In this post, we will create RouteDataMapping. This custom MediaTypeMapping will allow us to involve the decision-making process about the response format according to RouteData values. Here is the complete implementation:

public class RouteDataMapping : MediaTypeMapping {

    private readonly string _routeDataValueName;
    private readonly string _routeDataValueValue;

    public RouteDataMapping(
        string routeDataValueName, 
        string routeDataValueValue, 
        MediaTypeHeaderValue mediaType) : base(mediaType) {

        _routeDataValueName = routeDataValueName;
        _routeDataValueValue = routeDataValueValue;
    }

    public RouteDataMapping(
        string routeDataValueName, 
        string routeDataValueValue, 
        string mediaType) : base(mediaType) {

        _routeDataValueName = routeDataValueName;
        _routeDataValueValue = routeDataValueValue;
    }

    protected override double OnTryMatchMediaType(
        System.Net.Http.HttpResponseMessage response) {

        return (
            response.RequestMessage.GetRouteData().
            Values[_routeDataValueName].ToString() == _routeDataValueValue
        ) ? 1.0 : 0.0;
    }

    //Don't use this
    //This will be removed on the first RC (according to team members)
    protected override double OnTryMatchMediaType(
        System.Net.Http.HttpRequestMessage request) {

        throw new NotImplementedException();
    }
}

The implementation is fairly simple.One thing that you might notice is that we are returning double in order to tell the framework if it is a match or not. Here is the reason why:

The returned double value is used by the conneg algorithm to find the appropriate formatter to write. Its similar to how you can set the quality value in Accept header. - Kiran Challa

Let’s try this out. we will use the same sample on my previous post but we will make a few changes. First of all, we will change our route a little to add an extension. Keep in mind that you do not need to make this an extension. It will work for every RouteData value.

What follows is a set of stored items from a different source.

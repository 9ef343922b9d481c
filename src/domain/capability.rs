//! Capability classification: does a device fit the requested action?

use serde::Serialize;

use super::action::{ActionPayload, ActionRequest};
use super::device::DeviceInfo;

/// Which command, if any, a device can carry out for a request.
#[derive(Debug, Clone, Copy, PartialEq, Eq, Serialize)]
#[serde(rename_all = "snake_case")]
pub enum Capability {
    /// The device has vibration motors and the request asks for vibration.
    Vibration,
    /// The device has linear actuators and the request asks for a timed
    /// linear movement.
    Linear,
    /// The device cannot serve this request; it is ignored.
    Unsupported,
}

impl Capability {
    /// Returns `true` unless the device is unsupported.
    #[must_use]
    pub const fn is_supported(self) -> bool {
        !matches!(self, Self::Unsupported)
    }
}

/// Classifies `device` against `request`. Pure.
///
/// A linear request only qualifies a device when a movement duration was
/// supplied, whatever actuators the device has.
#[must_use]
pub fn classify(device: &DeviceInfo, request: &ActionRequest) -> Capability {
    match request.payload() {
        ActionPayload::Vibrate(_) if device.vibrate_count() > 0 => Capability::Vibration,
        ActionPayload::Linear(movement)
            if device.linear_count() > 0 && movement.duration.is_some() =>
        {
            Capability::Linear
        }
        _ => Capability::Unsupported,
    }
}

#[cfg(test)]
#[allow(clippy::panic)]
mod tests {
    use std::time::Duration;

    use super::*;
    use crate::domain::action::{Intensity, LinearMove, LinearTarget, parse_address};

    fn device(vibrators: u32, linears: u32) -> DeviceInfo {
        DeviceInfo {
            index: 0,
            name: "test device".to_string(),
            vibrate_actuators: (0..vibrators).collect(),
            linear_actuators: linears,
        }
    }

    fn request(payload: ActionPayload) -> ActionRequest {
        let Ok(address) = parse_address("ws://localhost:12345/buttplug") else {
            panic!("valid address");
        };
        let Ok(request) = ActionRequest::new(address, Duration::from_millis(1000), payload) else {
            panic!("valid request");
        };
        request
    }

    fn vibrate() -> ActionRequest {
        request(ActionPayload::Vibrate(Intensity::Uniform(0.5)))
    }

    fn linear(duration: Option<Duration>) -> ActionRequest {
        request(ActionPayload::Linear(LinearMove {
            target: LinearTarget::Position(0.8),
            duration,
        }))
    }

    #[test]
    fn vibration_needs_a_vibrator() {
        assert_eq!(classify(&device(1, 0), &vibrate()), Capability::Vibration);
        assert_eq!(classify(&device(0, 2), &vibrate()), Capability::Unsupported);
    }

    #[test]
    fn linear_needs_a_linear_actuator() {
        let req = linear(Some(Duration::from_millis(500)));
        assert_eq!(classify(&device(0, 1), &req), Capability::Linear);
        assert_eq!(classify(&device(3, 0), &req), Capability::Unsupported);
    }

    #[test]
    fn linear_without_duration_never_qualifies() {
        let req = linear(None);
        for linears in 0..4 {
            for vibrators in 0..3 {
                let capability = classify(&device(vibrators, linears), &req);
                assert_ne!(capability, Capability::Linear);
                assert!(!capability.is_supported());
            }
        }
    }
}
//! Sends the one action command of a session and arms its delayed stop.
//!
//! The stop is unconditional: the control protocol has no "action
//! finished" signal that works for every actuator kind, so the device is
//! told to halt once the request's timeout elapses, whether or not it
//! already stopped by itself.

use std::sync::Arc;
use std::time::Duration;

use chrono::Utc;
use tokio::task::JoinHandle;
use tokio::time::Instant;

use crate::client::{ControlClient, DiscoveredDevice};
use crate::domain::action::duration_ms;
use crate::domain::{ActionPayload, ActionRequest, Capability, EventBus, SessionEvent, SessionId};
use crate::error::RelayError;

/// Issues action commands on behalf of one session.
#[derive(Debug)]
pub struct CommandDispatcher<C> {
    client: Arc<C>,
    session_id: SessionId,
    event_bus: EventBus,
}

impl<C: ControlClient> CommandDispatcher<C> {
    /// Creates a dispatcher sending through `client`.
    #[must_use]
    pub fn new(client: Arc<C>, session_id: SessionId, event_bus: EventBus) -> Self {
        Self {
            client,
            session_id,
            event_bus,
        }
    }

    /// Sends the command matching `capability` to `device` and, once the
    /// server accepted it, arms a stop firing after the request timeout.
    ///
    /// # Errors
    ///
    /// Returns the submission error; no stop is armed in that case.
    /// A capability that does not match the payload yields
    /// [`RelayError::Internal`] without contacting the device.
    pub async fn dispatch(
        &self,
        device: &DiscoveredDevice<'_, C>,
        capability: Capability,
        request: &ActionRequest,
    ) -> Result<StopTimer, RelayError> {
        let device_index = device.info().index;
        let payload = request.payload();
        let submitted = match (capability, payload) {
            (Capability::Vibration, ActionPayload::Vibrate(intensity)) => {
                device.vibrate(intensity).await
            }
            (Capability::Linear, ActionPayload::Linear(movement)) => device.linear(movement).await,
            _ => Err(RelayError::Internal(format!(
                "{capability:?} device cannot serve a {} request",
                payload.kind()
            ))),
        };

        if let Err(err) = submitted {
            tracing::warn!(
                session_id = %self.session_id,
                device_index,
                action = payload.kind(),
                error = %err,
                "command submission failed"
            );
            let _ = self.event_bus.publish(SessionEvent::CommandFailed {
                session_id: self.session_id,
                device_index,
                reason: err.to_string(),
                timestamp: Utc::now(),
            });
            return Err(err);
        }

        tracing::info!(
            session_id = %self.session_id,
            device_index,
            device = %device.info().name,
            action = payload.kind(),
            stop_after_ms = duration_ms(request.timeout()),
            "command dispatched"
        );
        let _ = self.event_bus.publish(SessionEvent::CommandDispatched {
            session_id: self.session_id,
            device_index,
            action: payload.kind().to_string(),
            timestamp: Utc::now(),
        });

        Ok(StopTimer::arm(
            Arc::clone(&self.client),
            device_index,
            request.timeout(),
            self.session_id,
            self.event_bus.clone(),
        ))
    }
}

/// A pending stop command.
///
/// Dropping the timer detaches it; it still fires. Nothing cancels it.
#[derive(Debug)]
pub struct StopTimer {
    device_index: u32,
    handle: JoinHandle<()>,
}

impl StopTimer {
    fn arm<C: ControlClient>(
        client: Arc<C>,
        device_index: u32,
        timeout: Duration,
        session_id: SessionId,
        event_bus: EventBus,
    ) -> Self {
        let deadline = Instant::now() + timeout;
        let handle = tokio::spawn(async move {
            tokio::time::sleep_until(deadline).await;
            let accepted = match client.stop_device(device_index).await {
                Ok(()) => {
                    tracing::info!(%session_id, device_index, "device stopped");
                    true
                }
                Err(err) => {
                    tracing::warn!(%session_id, device_index, error = %err, "stop command failed");
                    false
                }
            };
            let _ = event_bus.publish(SessionEvent::StopIssued {
                session_id,
                device_index,
                accepted,
                timestamp: Utc::now(),
            });
        });
        Self {
            device_index,
            handle,
        }
    }

    /// Device the stop is addressed to.
    #[must_use]
    pub const fn device_index(&self) -> u32 {
        self.device_index
    }

    /// Waits until the stop command has been sent and answered.
    pub async fn join(self) {
        let _ = self.handle.await;
    }
}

GlobalConfiguration.Configuration.Routes.MapHttpRoute(
    "defaultHttpRoute",
    routeTemplate: "api/{controller}.{extension}",
    defaults: new { },
    constraints: new { extension = "json|xml" }
);

Then we will make sure that we have the following registry inside our Web.config file in order for our Urls with extensions to work.

<system.webServer>
    <modules runAllManagedModulesForAllRequests="true" />
</system.webServer>

And finally, we will hook up our RouteDataMapping to the formatters:

GlobalConfiguration.Configuration.Formatters.JsonFormatter.
    MediaTypeMappings.Add(
        new RouteDataMapping(
            "extension", "json", "application/json"
    )
);

GlobalConfiguration.Configuration.Formatters.XmlFormatter.
    MediaTypeMappings.Add(
        new RouteDataMapping(
            "extension", "xml", "application/xml"
    )
);

Now, when you navigate to /api/cars.json, you will get the data as json. If you navigate to /api/cars.xml, you will get the result as xml as below.

routeDataMapping



Comments

Tugberk
by Tugberk on Sunday, Mar 04 2012 18:29:41 +02:00

@Radenko

Only with the route I used, no. You need to define a different route for that. Actually, my intention here was not to tell that you can have api endpoint urls with extensions, it was to show how easy is to create a custom MediaTypeMapping. For that support, you should check out built-in UriExtensionMapping.